Many methods for treating liquids with magnetic particles are known in the prior art; these usually relate to the separation of nucleic acids or other biologically or biochemically relevant substances from a solution.
Methods which are based on magnetic separation by using specifically and/or nonspecifically binding magnetic particles have gained increasing importance in the field of sample preparation for diagnostic or analytical examinations, in particular for the isolation of nucleic acids, proteins and cells.
This applies in particular to automated methods, since in this way a large number of samples can be prepared within a short time and labor-intensive centrifuging steps can be obviated. The requirements for an efficient and high sample throughput are satisfied in this way. This is of enormous importance since purely manual handling of very large sample numbers is practically unfeasible.

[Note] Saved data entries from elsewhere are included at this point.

#[cfg(test)]
mod tests {
    use std::time::{Duration, SystemTime, UNIX_EPOCH};

    use serde::{Deserialize, Serialize};

    use super::*;
    use crate::event::EventPayload;

    #[derive(Clone, Debug, Serialize, Deserialize)]
    struct Delta {
        amount: i64,
        remove: bool,
    }

    impl EventPayload for Delta {
        const TYPE_NAME: &'static str = "Delta";
    }

    fn at(secs: u64) -> SystemTime {
        UNIX_EPOCH + Duration::from_secs(secs)
    }

    fn delta_event(secs: u64, item: u32, amount: i64) -> Event {
        Event::new(
            &Delta {
                amount,
                remove: false,
            },
            vec![format!("Item:{item}")],
            at(secs),
        )
        .unwrap()
    }

    fn remove_event(secs: u64, item: u32) -> Event {
        Event::new(
            &Delta {
                amount: 0,
                remove: true,
            },
            vec![format!("Item:{item}")],
            at(secs),
        )
        .unwrap()
    }

    fn keys(event: &Event) -> Vec<u32> {
        event
            .parsed_tags()
            .filter(|tag| tag.group == "Item")
            .filter_map(|tag| tag.content.parse().ok())
            .collect()
    }

    fn fold(_key: &u32, current: Option<i64>, event: &Event) -> Option<i64> {
        let delta: Delta = event.payload_as().unwrap();
        if delta.remove {
            None
        } else {
            Some(current.unwrap_or(0) + delta.amount)
        }
    }

    fn threshold(secs: u64) -> SortableUniqueId {
        SortableUniqueId::threshold(at(secs))
    }

    #[test]
    fn settled_events_fold_directly_into_current() {
        let state = SafeUnsafeProjectionState::new()
            .process_event(&delta_event(100, 1, 5), keys, fold, Some(&threshold(200)))
            .process_event(&delta_event(101, 1, 2), keys, fold, Some(&threshold(200)));

        assert_eq!(state.get_current_state().get(&1), Some(&7));
        assert!(!state.is_item_unsafe(&1));
    }

    #[test]
    fn tentative_events_show_in_current_but_not_safe() {
        let t = threshold(150);
        let state = SafeUnsafeProjectionState::new()
            .process_event(&delta_event(100, 1, 5), keys, fold, Some(&t))
            .process_event(&delta_event(200, 1, 2), keys, fold, Some(&t));

        assert_eq!(state.get_current_state().get(&1), Some(&7));
        assert!(state.is_item_unsafe(&1));
        assert_eq!(state.get_safe_state(&t, keys, fold).get(&1), Some(&5));
    }

    #[test]
    fn advancing_threshold_settles_buffered_events() {
        let state = SafeUnsafeProjectionState::new()
            .process_event(&delta_event(100, 1, 5), keys, fold, Some(&threshold(150)))
            .process_event(&delta_event(200, 1, 2), keys, fold, Some(&threshold(150)))
            .process_event(&delta_event(120, 2, 1), keys, fold, Some(&threshold(300)));

        assert!(!state.is_item_unsafe(&1));
        let safe = state.get_safe_state(&threshold(300), keys, fold);
        assert_eq!(safe.get(&1), Some(&7));
        assert_eq!(safe.get(&2), Some(&1));
    }

    #[test]
    fn safe_view_is_deterministic_across_delivery_orders() {
        let a = delta_event(100, 1, 5);
        let b = delta_event(200, 1, 2);
        let c = delta_event(210, 1, 10);
        let t = threshold(150);

        let forward = SafeUnsafeProjectionState::new().process_events([&a, &b, &c], keys, fold, Some(&t));
        let reversed = SafeUnsafeProjectionState::new().process_events([&a, &c, &b], keys, fold, Some(&t));

        assert_eq!(
            forward.get_safe_state(&t, keys, fold),
            reversed.get_safe_state(&t, keys, fold)
        );
        // A later threshold settles the tail identically in both.
        let late = threshold(400);
        assert_eq!(
            forward.get_safe_state(&late, keys, fold),
            reversed.get_safe_state(&late, keys, fold)
        );
    }

    #[test]
    fn settle_promotes_buffered_events_without_a_new_event() {
        let t = threshold(150);
        let state = SafeUnsafeProjectionState::new()
            .process_event(&delta_event(100, 1, 5), keys, fold, Some(&t))
            .process_event(&delta_event(200, 1, 2), keys, fold, Some(&t));
        assert!(state.is_item_unsafe(&1));

        let settled = state.settle(&threshold(300), keys, fold);
        assert!(!settled.is_item_unsafe(&1));
        assert_eq!(settled.get_current_state().get(&1), Some(&7));
        assert_eq!(
            settled.get_safe_state(&threshold(300), keys, fold).get(&1),
            Some(&7)
        );
    }

    #[test]
    fn duplicate_tentative_events_apply_once() {
        let event = delta_event(200, 1, 5);
        let t = threshold(150);
        let state = SafeUnsafeProjectionState::new()
            .process_event(&delta_event(100, 1, 1), keys, fold, Some(&t))
            .process_event(&event, keys, fold, Some(&t))
            .process_event(&event, keys, fold, Some(&t));

        assert_eq!(state.get_current_state().get(&1), Some(&6));
        assert_eq!(state.unsafe_events_for(&1).len(), 1);
    }

    #[test]
    fn tentative_removal_hides_current_but_keeps_safe_baseline() {
        let t = threshold(150);
        let state = SafeUnsafeProjectionState::new()
            .process_event(&delta_event(100, 1, 5), keys, fold, Some(&t))
            .process_event(&remove_event(200, 1), keys, fold, Some(&t));

        assert!(!state.get_current_state().contains_key(&1));
        assert_eq!(state.get_safe_state(&t, keys, fold).get(&1), Some(&5));

        // Once the removal settles, the key is gone from both views.
        let late = threshold(300);
        let settled = state.process_event(&delta_event(250, 2, 1), keys, fold, Some(&late));
        assert!(!settled.get_current_state().contains_key(&1));
        assert!(!settled.get_safe_state(&late, keys, fold).contains_key(&1));
    }

    #[test]
    fn settled_removal_drops_the_key() {
        let t = threshold(300);
        let state = SafeUnsafeProjectionState::new()
            .process_event(&delta_event(100, 1, 5), keys, fold, Some(&t))
            .process_event(&remove_event(110, 1), keys, fold, Some(&t));

        assert!(!state.get_current_state().contains_key(&1));
        assert!(!state.get_safe_state(&t, keys, fold).contains_key(&1));
    }

    #[test]
    fn events_with_no_affected_keys_are_a_no_op() {
        let event = Event::new(
            &Delta {
                amount: 1,
                remove: false,
            },
            vec!["Other:1".to_string()],
            at(100),
        )
        .unwrap();
        let state = SafeUnsafeProjectionState::new().process_event(&event, keys, fold, Some(&threshold(200)));
        assert!(state.get_current_state().is_empty());
    }

    #[test]
    fn from_current_data_treats_entries_as_settled() {
        let mut map = HashMap::new();
        map.insert(1u32, 42i64);
        let state = SafeUnsafeProjectionState::from_current_data(map);

        assert_eq!(state.get_current_state().get(&1), Some(&42));
        assert!(!state.is_item_unsafe(&1));
        assert_eq!(state.get_safe_state(&threshold(1), keys, fold).get(&1), Some(&42));
    }

    #[test]
    fn no_threshold_treats_every_event_as_settled() {
        let state = SafeUnsafeProjectionState::new()
            .process_event(&delta_event(100, 1, 5), keys, fold, None)
            .process_event(&delta_event(200, 1, 2), keys, fold, None);

        assert_eq!(state.get_current_state().get(&1), Some(&7));
        assert!(!state.is_item_unsafe(&1));
    }

    #[test]
    fn all_unsafe_events_are_sorted_and_deduplicated() {
        let t = threshold(150);
        let late_b = delta_event(300, 2, 1);
        let late_a = delta_event(200, 1, 1);
        let state = SafeUnsafeProjectionState::new()
            .process_event(&delta_event(100, 1, 1), keys, fold, Some(&t))
            .process_event(&delta_event(100, 2, 1), keys, fold, Some(&t))
            .process_event(&late_b, keys, fold, Some(&t))
            .process_event(&late_a, keys, fold, Some(&t));

        let buffered = state.all_unsafe_events();
        assert_eq!(buffered.len(), 2);
        assert_eq!(buffered[0].id, late_a.id);
        assert_eq!(buffered[1].id, late_b.id);
    }
}
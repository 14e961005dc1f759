#![doc = include_str!("../README.md")]

pub use tagfold_core::{
    event,
    event::{Event, EventPayload, PayloadType, TagProjector, TagStatePayload},
    host,
    host::{
        DeliveryStatistics, HostError, HostHandle, HostOptions, HostStatus, PersistOutcome,
        ProjectionHost,
    },
    ident,
    ident::SortableUniqueId,
    projector,
    projector::{ProjectionView, SerializedProjection, SnapshotCodecError, TagMultiProjector},
    registry,
    registry::{DomainTypeRegistry, RegistryError},
    state,
    state::SafeUnsafeProjectionState,
    tag,
    tag::{Tag, TagGroup, TagState, TagStateId},
    window,
    window::{SafeWindow, SafeWindowConfig},
};

pub mod store {
    pub use tagfold_core::store::{EventStore, NonEmpty};

    pub use tagfold_core::store::inmemory;
}

pub mod snapshot {
    pub use tagfold_core::snapshot::{
        BlobAccessor, SnapshotEnvelope, SnapshotStore, StoredSnapshot,
    };

    pub use tagfold_core::snapshot::inmemory;
}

The basic principle of the magnetic separation of substances from complex mixtures is based on providing magnetic particles with specific binding properties for the target substances to be separated, for example by chemically treating their surface. The size of such magnetic particles generally lies in the range of from about 0.05 to 500 μm, so that they have a large surface area for the binding reaction. Depending on their size and composition, the magnetic particles may have a density which is close to the density of the liquid in which they are suspended. In this case, sedimentation of the magnetic particles may readily take a few hours.
In known separation methods, the magnetic particles are immobilized at one position by using magnetic forces or a magnetic field, for example by means of a permanent magnet. This accumulation of the magnetic particles is also referred to as pellet or magnet sediment. The liquid supernatant is subsequently removed, for example by suction or pouring off, and discarded. The fact that the magnetic particles are immobilized by the magnetic forces substantially prevents magnetic particles from being removed together with the supernatant.
Typically, the immobilized magnetic particles are subsequently resuspended. In order to enrich the bound target substances, an elution liquid or elution buffer is used. The binding between the target substance and the magnetic particles is broken, and the target substance molecules are released from the magnetic particles. The target substance molecules can then be removed together with the elution liquid, while the magnetic particles are immobilized by the action of a magnetic field. In order to reduce the volume of elution liquid in relation to the primary starting volume for the binding, the target substance molecules may not only be enriched but also concentrated. Before the elution step, one or more washing steps may be carried out.
Various types of devices have been described for carrying out such separation methods by means of magnetic particles. For instance, US 2001/0022948 describes a device in which a magnetic rod is immersed in a first reaction vessel which contains magnetic particles suspended in liquid.
There, the magnetic rod attracts the magnetic particles so that the magnetic particles adhere to the rod. The magnetic rod is then taken out of the reaction vessel, together with the magnetic particles adhering to it, and put into a second reaction vessel. There, the magnetic force of the rod can be reduced or switched off so that the magnetic particles are released from the rod and suspended in a liquid contained in the reaction vessel. Similar methods are also known from in U.S. Pat. No. 6,065,605 and WO 2005/005049.
On the other hand EP 0 965 842 discloses a device in which the magnetic particles, together with the liquid in which they are suspended, are taken up in a pipette. The pipette tip has a special separation region, to which a magnetic field can be applied by using a magnet. The magnetic particles are thereby immobilized as pellet or magnet sediment on the inside of the pipette tip. The aspirated liquid is subsequently removed from the pipette tip by the pipetting function of the device.
The magnetic field in the separation region can subsequently be removed, so that the magnetic particles immobilized in the pellet are released again. A similar method and a similar device are described in U.S. Pat. No. 6,187,270.
Another principle for the separation of magnetic particles is described by EP 015 905 520. In this case, the magnetic particles remain in the same reaction vessel while the liquid in this vessel is replaced. In order to adapt to a particular process step, the magnet sediments can be immobilized at a desired height on the side wall of the reaction vessel. This is done by providing magnets which are respectively arranged at a different distance from the rotation axis on various arms of a rotatably mounted carrier. By rotating the carrier, a particular arm—and therefore a particular magnet—can be brought into the vicinity of the side wall of the reaction vessel. The magnetic particles are then immobilized as pellet at this position.
Said conventional devices and methods all have the common feature that they are configured as so-called “open systems”, since, according to their respective functional principle, magnetic rods or pipettes have to be introduced one or more times into the reaction vessel. These conventional devices and methods therefore entail the risk of cross-contaminating other reaction vessels by aerosol and/or droplet formation. Examination results may be vitiated or even unusable.